[Stored data entries]

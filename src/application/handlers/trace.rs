//! Trace emission helper shared by the handlers.

use serde::Serialize;
use tracing::warn;

use crate::domain::foundation::RunId;
use crate::ports::{TraceEntry, TraceObserver};

/// Serializes `payload` and hands it to the observer. A payload that
/// cannot be serialized is logged and skipped.
pub(crate) fn emit<T: Serialize>(
    observer: &dyn TraceObserver,
    run_id: RunId,
    stage: &str,
    subject: &str,
    payload: &T,
) {
    match serde_json::to_value(payload) {
        Ok(value) => observer.record(TraceEntry::new(run_id, stage, subject, value)),
        Err(error) => warn!(%run_id, stage, subject, %error, "trace payload not serializable"),
    }
}
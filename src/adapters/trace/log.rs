//! Trace observer that forwards entries to `tracing`.

use tracing::debug;

use crate::ports::{TraceEntry, TraceObserver};

/// Emits every entry as a debug event with the payload as JSON text.
#[derive(Debug, Default, Clone, Copy)]
pub struct LogTraceObserver;

impl LogTraceObserver {
    pub fn new() -> Self {
        Self
    }
}

impl TraceObserver for LogTraceObserver {
    fn record(&self, entry: TraceEntry) {
        debug!(
            run_id = %entry.run_id,
            stage = %entry.stage,
            subject = %entry.subject,
            payload = %entry.payload,
            "trace entry"
        );
    }
}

**Directions for this task**.
Output every entry exactly as it appears.

**Result for this task**.
filename src/application/handlers/trace.rs
//! Trace emission helper shared by the handlers.

use serde::Serialize;
use tracing::warn;

use crate::domain::foundation::RunId;
use crate::ports::{TraceEntry, TraceObserver};

/// Serializes `payload` and hands it to the observer. A payload that
/// cannot be serialized is logged and skipped.
pub(crate) fn emit<T: Serialize>(
    observer: &dyn TraceObserver,
    run_id: RunId,
    stage: &str,
    subject: &str,
    payload: &T,
) {
    match serde_json::to_value(payload) {
        Ok(value) => observer.record(TraceEntry::new(run_id, stage, subject, value)),
        Err(error) => warn!(%run_id, stage, subject, %error, "trace payload not serializable"),
    }
}
filename src/adapters/trace/log.rs
//! Trace observer that forwards entries to `tracing`.

use tracing::debug;

use crate::ports::{TraceEntry, TraceObserver};

/// Emits every entry as a debug event with the payload as JSON text.
#[derive(Debug, Default, Clone, Copy)]
pub struct LogTraceObserver;

impl LogTraceObserver {
    pub fn new() -> Self {
        Self
    }
}

impl TraceObserver for LogTraceObserver {
    fn record(&self, entry: TraceEntry) {
        debug!(
            run_id = %entry.run_id,
            stage = %entry.stage,
            subject = %entry.subject,
            payload = %entry.payload,
            "trace entry"
        );
    }
}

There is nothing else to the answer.